The leaves were beginning to turn by the time Marie came back. Summer's long yellows and dry, brittle greens had slipped quietly into fall's warm riot of persimmon and gold. All of it seemed less vibrant without her until one afternoon she turned up in the hall outside his classroom with a tan and paper bag that had the unmistakable shape of a six pack of sweating longnecks.

Logan dismissed his class early, as unable to focus on the Tet Offensive as the room full of teenagers on that crisp, Friday afternoon. They scattered, as only jubilant teens at the beginning of an unexpectedly long weekend can. Marie put the bag on his desk and walked through his classroom, fingering the spines of the hundreds of books messily lining the walls before winding back up at his desk. She sat on it as if she owned it, legs swinging absently like a child on a tailgate.

In the last few weeks, Logan had done a lot of thinking about what had happened. Wondering where he went wrong. And why. For a while he'd wondered if maybe he'd misread the entire situation. Maybe she'd been trying to relive a lost moment with her man. That Cajun prick. But then, she'd had the Cure when she was with him. He'd fucked her. Loved her. Made love to her.

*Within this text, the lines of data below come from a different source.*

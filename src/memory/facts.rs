//! Visitor fact extraction
//!
//! Scans user-authored messages with a declarative table of patterns and
//! produces a sparse [`FactRecord`]. Extraction never fails: a pattern that
//! does not match, or whose capture normalizes to nothing, simply leaves the
//! field absent.

use crate::memory::session::{Message, MessageRole};
use lazy_static::lazy_static;
use regex::Regex;
use serde::{Deserialize, Serialize};
use std::collections::BTreeSet;
use std::fmt;

/// Kind of interview the visitor says they are running
#[derive(Debug, Clone, Copy, Serialize, Deserialize, PartialEq, Eq)]
#[serde(rename_all = "lowercase")]
pub enum InterviewType {
    Technical,
    Behavioral,
    Hr,
    Informal,
}

impl fmt::Display for InterviewType {
    fn fmt(&self, f: &mut fmt::Formatter<'_>) -> fmt::Result {
        let label = match self {
            InterviewType::Technical => "technical",
            InterviewType::Behavioral => "behavioral",
            InterviewType::Hr => "hr",
            InterviewType::Informal => "informal",
        };
        f.write_str(label)
    }
}

/// Structured facts inferred about a visitor from their own messages
#[derive(Debug, Clone, Default, Serialize, Deserialize, PartialEq, Eq)]
#[serde(rename_all = "camelCase")]
pub struct FactRecord {
    #[serde(default, skip_serializing_if = "Option::is_none")]
    pub name: Option<String>,
    #[serde(default, skip_serializing_if = "Option::is_none")]
    pub role: Option<String>,
    #[serde(default, skip_serializing_if = "Option::is_none")]
    pub company: Option<String>,
    #[serde(default, skip_serializing_if = "Option::is_none")]
    pub email: Option<String>,
    #[serde(default, skip_serializing_if = "Option::is_none")]
    pub experience: Option<String>,
    #[serde(default, skip_serializing_if = "BTreeSet::is_empty")]
    pub interests: BTreeSet<String>,
    #[serde(default, skip_serializing_if = "Option::is_none")]
    pub interview_type: Option<InterviewType>,
}

impl FactRecord {
    pub fn is_empty(&self) -> bool {
        self.name.is_none()
            && self.role.is_none()
            && self.company.is_none()
            && self.email.is_none()
            && self.experience.is_none()
            && self.interests.is_empty()
            && self.interview_type.is_none()
    }

    fn slot_mut(&mut self, field: Field) -> &mut Option<String> {
        match field {
            Field::Name => &mut self.name,
            Field::Role => &mut self.role,
            Field::Company => &mut self.company,
            Field::Email => &mut self.email,
            Field::Experience => &mut self.experience,
        }
    }
}

#[derive(Debug, Clone, Copy, PartialEq, Eq)]
enum Field {
    Name,
    Role,
    Company,
    Email,
    Experience,
}

/// Which part of a match becomes the candidate value
#[derive(Debug, Clone, Copy)]
enum Capture {
    Group,
    Whole,
}

struct FieldPattern {
    field: Field,
    regex: Regex,
    capture: Capture,
    normalize: fn(&str) -> Option<String>,
}

impl FieldPattern {
    fn new(field: Field, pattern: &str, capture: Capture, normalize: fn(&str) -> Option<String>) -> Self {
        Self {
            field,
            regex: Regex::new(pattern).expect("fact pattern must compile"),
            capture,
            normalize,
        }
    }

    /// First normalized candidate in the text, scanning matches left to right
    fn find(&self, text: &str) -> Option<String> {
        self.regex.captures_iter(text).find_map(|caps| {
            let raw = match self.capture {
                Capture::Group => caps.get(1),
                Capture::Whole => caps.get(0),
            }?;
            (self.normalize)(raw.as_str())
        })
    }
}

/// Words that end a name candidate ("jane doe and i work..." → "jane doe")
const NAME_STOP_WORDS: &[&str] = &[
    "a", "an", "the", "and", "but", "or", "from", "at", "with", "of", "for", "in", "on", "to",
    "i", "i'm", "im", "am", "is", "here", "speaking", "working", "work", "looking", "interested",
    "hiring", "recruiting", "calling", "reaching", "trying", "just", "currently", "also",
    "really", "very", "so", "not", "glad", "happy", "excited", "curious", "wondering", "new",
    "your", "you", "this", "that", "who", "what", "which", "hi", "hello", "hey", "there",
    "recruiter", "engineer", "developer", "manager", "interviewer", "student", "designer",
    "going", "doing", "good", "fine", "great", "well", "sorry", "back",
];

/// Words that follow "i'm" or "this is" in ordinary sentences but never open a name
const INTRO_NON_NAMES: &[&str] = &[
    "sure", "interested", "afraid", "confused", "impressed", "based", "actually", "still",
    "available", "ready", "able", "familiar", "aware", "done", "busy", "tired", "ok", "okay",
    "awesome", "cool", "amazing", "interesting", "impressive", "nice", "helpful", "perfect",
    "correct", "true", "right", "wrong", "weird", "fun", "exactly", "about", "my", "our", "his",
    "her", "their", "it", "how", "why", "where", "when", "all", "one", "more", "pretty", "quite",
    "definitely", "probably", "responsible", "part", "impossible", "possible", "great",
];

/// Shortest word treated as a gerund by its "-ing" suffix ("asking", not "king")
const MIN_GERUND_LEN: usize = 6;

const ROLE_STOP_WORDS: &[&str] = &[
    "at", "for", "from", "with", "in", "and", "on", "who", "here", "looking", "interested",
    "to", "but", "so", "because", "i", "we", "and",
];

const COMPANY_STOP_WORDS: &[&str] = &[
    "and", "as", "where", "in", "to", "who", "we", "i", "but", "so", "because", "looking",
    "interested", "about", "on", "your", "you", "my", "for", "here", "which", "that", "with",
    "today", "now",
];

const MAX_NAME_WORDS: usize = 3;
const MAX_ROLE_WORDS: usize = 5;
const MAX_COMPANY_WORDS: usize = 5;

lazy_static! {
    /// Ordered pattern table; earlier rows win for the same field
    static ref FIELD_PATTERNS: Vec<FieldPattern> = vec![
        // Name
        FieldPattern::new(
            Field::Name,
            r"\b(?:my name is|my name's|call me)\s+([a-z][a-z'\-\s]{0,40})",
            Capture::Group,
            normalize_name,
        ),
        FieldPattern::new(
            Field::Name,
            r"\b(?:i'm|i am|this is)\s+([a-z][a-z'\-\s]{0,40})",
            Capture::Group,
            normalize_intro_name,
        ),
        FieldPattern::new(
            Field::Name,
            r"^(?:hi|hello|hey)?[\s,!.]*([a-z]+(?:\s+[a-z]+)?)\s+(?:here|speaking)\b",
            Capture::Group,
            normalize_name,
        ),
        // Role
        FieldPattern::new(
            Field::Role,
            r"\b(?:i'm an?|i am an?|i'm the|i am the|i work as an?|i work as|working as an?|my role is|my title is)\s+([a-z][a-z\s\-]{1,50})",
            Capture::Group,
            normalize_role,
        ),
        FieldPattern::new(
            Field::Role,
            r"\b(?:senior|junior|lead|principal|staff)\s+[a-z]+\b",
            Capture::Whole,
            normalize_role,
        ),
        FieldPattern::new(
            Field::Role,
            r"\b(?:hiring manager|engineering manager|product manager|talent acquisition|recruiter|interviewer|hr|developer|engineer|manager|director|founder|ceo|cto|analyst|designer)\b",
            Capture::Whole,
            normalize_role,
        ),
        // Company
        FieldPattern::new(
            Field::Company,
            r"\b(?:work(?:ing)? (?:at|for)|employed (?:at|by)|(?:i'm|i am|we're|we are) (?:with|from)|(?:here|calling|reaching out) from|(?:recruiting|hiring) for|represent(?:ing)?|from)\s+([a-z0-9][a-z0-9&.\-\s]{1,50})",
            Capture::Group,
            normalize_company,
        ),
        FieldPattern::new(
            Field::Company,
            r"\b(?:company|organization|organisation|firm|startup)\s+(?:called|named)\s+([a-z0-9][a-z0-9&.\-\s]{1,50})",
            Capture::Group,
            normalize_company,
        ),
        FieldPattern::new(
            Field::Company,
            r"\b([a-z][a-z&\-]*\s+(?:inc|corp|corporation|ltd|llc|gmbh))\b",
            Capture::Group,
            normalize_company,
        ),
        // Email
        FieldPattern::new(
            Field::Email,
            r"[a-z0-9._%+\-]+@[a-z0-9.\-]+\.[a-z]{2,}",
            Capture::Whole,
            normalize_plain,
        ),
        // Experience
        FieldPattern::new(
            Field::Experience,
            r"\b(\d{1,2})\+?\s*(?:years?|yrs?)\s+(?:of\s+)?(?:experience|exp)\b",
            Capture::Group,
            normalize_years,
        ),
        FieldPattern::new(
            Field::Experience,
            r"\b(?:experience|background)\s+(?:in|with)\s+([a-z][a-z0-9\s,+#/\-]{1,100})",
            Capture::Group,
            normalize_plain,
        ),
    ];

    /// Interview triggers in priority order
    static ref INTERVIEW_TRIGGERS: Vec<(InterviewType, Regex)> = vec![
        (
            InterviewType::Technical,
            Regex::new(r"\b(?:technical|coding|programming|system design)\s+(?:interview|round|session|screen)")
                .expect("interview pattern must compile"),
        ),
        (
            InterviewType::Behavioral,
            Regex::new(r"\b(?:behavioral|behavioural|culture(?:\s+fit)?|personality)\s+(?:interview|round|session|screen)")
                .expect("interview pattern must compile"),
        ),
        (
            InterviewType::Hr,
            Regex::new(r"\b(?:hr|human resources)\s+(?:interview|round|session|screen)")
                .expect("interview pattern must compile"),
        ),
        (
            InterviewType::Informal,
            Regex::new(r"\b(?:informal|casual)\s+(?:chat|conversation|interview|call)")
                .expect("interview pattern must compile"),
        ),
    ];

    static ref INTEREST_PATTERNS: Vec<(&'static str, Regex)> = INTEREST_VOCABULARY
        .iter()
        .map(|keyword| {
            let pattern = format!(r"\b{}\b", regex::escape(keyword));
            (*keyword, Regex::new(&pattern).expect("interest pattern must compile"))
        })
        .collect();
}

const INTEREST_VOCABULARY: &[&str] = &[
    "javascript",
    "typescript",
    "python",
    "react",
    "node",
    "laravel",
    "php",
    "mysql",
    "postgresql",
    "mongodb",
    "aws",
    "docker",
    "kubernetes",
    "ai",
    "machine learning",
    "blockchain",
    "unity",
    "rust",
];

/// Pattern-driven fact extractor
pub struct FactExtractor;

impl FactExtractor {
    /// Derive facts from a message log. Assistant messages are ignored.
    pub fn extract<'a, I>(messages: I) -> FactRecord
    where
        I: IntoIterator<Item = &'a Message>,
    {
        let mut record = FactRecord::default();

        for message in messages {
            if message.role != MessageRole::User {
                continue;
            }
            Self::scan_into(&mut record, &message.content);
        }

        record
    }

    /// Facts found in a single piece of text
    pub fn extract_text(text: &str) -> FactRecord {
        let mut record = FactRecord::default();
        Self::scan_into(&mut record, text);
        record
    }

    fn scan_into(record: &mut FactRecord, text: &str) {
        let content = text.trim().to_lowercase();
        if content.is_empty() {
            return;
        }

        for pattern in FIELD_PATTERNS.iter() {
            let slot = record.slot_mut(pattern.field);
            if slot.is_some() {
                continue;
            }
            if let Some(value) = pattern.find(&content) {
                *slot = Some(value);
            }
        }

        if record.interview_type.is_none() {
            record.interview_type = INTERVIEW_TRIGGERS
                .iter()
                .find(|(_, regex)| regex.is_match(&content))
                .map(|(kind, _)| *kind);
        }

        for (keyword, regex) in INTEREST_PATTERNS.iter() {
            if regex.is_match(&content) {
                record.interests.insert((*keyword).to_string());
            }
        }
    }
}

// =============================
// Normalizers
// =============================

fn words_until_stop<'a>(raw: &'a str, stops: &[&str]) -> Vec<&'a str> {
    raw.split_whitespace()
        .take_while(|word| !stops.contains(word))
        .collect()
}

fn title_case(word: &str) -> String {
    let mut chars = word.chars();
    match chars.next() {
        Some(first) => first.to_uppercase().chain(chars).collect(),
        None => String::new(),
    }
}

fn normalize_name(raw: &str) -> Option<String> {
    let words = words_until_stop(raw, NAME_STOP_WORDS);
    if words.is_empty() || words.len() > MAX_NAME_WORDS {
        return None;
    }

    let name = words
        .iter()
        .map(|word| word.trim_matches(|c: char| c == '\'' || c == '-'))
        .filter(|word| !word.is_empty())
        .map(title_case)
        .collect::<Vec<_>>()
        .join(" ");

    if name.is_empty() {
        None
    } else {
        Some(name)
    }
}

/// Bare introductions ("i'm ...") also open ordinary sentences, so the first
/// word must not read as a verb or an adjective.
fn normalize_intro_name(raw: &str) -> Option<String> {
    let first = raw.split_whitespace().next()?;
    let gerund = first.len() >= MIN_GERUND_LEN && first.ends_with("ing");
    if gerund || INTRO_NON_NAMES.contains(&first) {
        return None;
    }
    normalize_name(raw)
}

fn normalize_role(raw: &str) -> Option<String> {
    let words = words_until_stop(raw, ROLE_STOP_WORDS);
    if words.is_empty() || words.len() > MAX_ROLE_WORDS {
        return None;
    }
    Some(words.join(" "))
}

fn normalize_company(raw: &str) -> Option<String> {
    let trimmed = raw.trim_start_matches("the ");
    let words: Vec<&str> = words_until_stop(trimmed, COMPANY_STOP_WORDS)
        .into_iter()
        .map(|word| word.trim_end_matches(|c: char| c == '.' || c == '-' || c == '&'))
        .filter(|word| !word.is_empty())
        .collect();

    if words.is_empty() || words.len() > MAX_COMPANY_WORDS {
        return None;
    }

    Some(words.iter().map(|word| title_case(word)).collect::<Vec<_>>().join(" "))
}

fn normalize_years(raw: &str) -> Option<String> {
    let years: u32 = raw.trim().parse().ok()?;
    Some(match years {
        1 => "1 year".to_string(),
        n => format!("{} years", n),
    })
}

fn normalize_plain(raw: &str) -> Option<String> {
    let value = raw
        .trim()
        .trim_end_matches(|c: char| c == ',' || c == '.' || c == '-')
        .split_whitespace()
        .collect::<Vec<_>>()
        .join(" ");
    if value.is_empty() {
        None
    } else {
        Some(value)
    }
}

Every touchable inch of me, inside and out.

Logan would never, ever forget those words of hers. Those sharp spires had pierced him deeply. Maybe things had fallen apart when her powers came back. Maybe the Cajun couldn't deal with untouchable, deadly skin. Maybe he hadn't known what a good thing he'd had until it was gone. Hell, maybe he did know and he'd just pissed it all away doing something stupid. Marie would never stand for anyone stepping out on her. She was too proud. And too strong. Too softhearted, too.

He felt bad for Cheyenne, as well. What she'd done had backfired horribly, but it had come from a good place. She'd tried to help. To include Marie. Her mistake—and his— had been assuming Marie wanted to be included.

It didn't make any sense, though. Why did Marie keep prodding him and pushing him? Suggesting women. Scenarios. Positions. What the fuck? Those inclusive things— those were her ideas. She was in control. She'd included herself.

Nothing made any sense anymore.

Logan, uncharacteristically, was the first to break the thick silence. "Hey, kid. Miss me?"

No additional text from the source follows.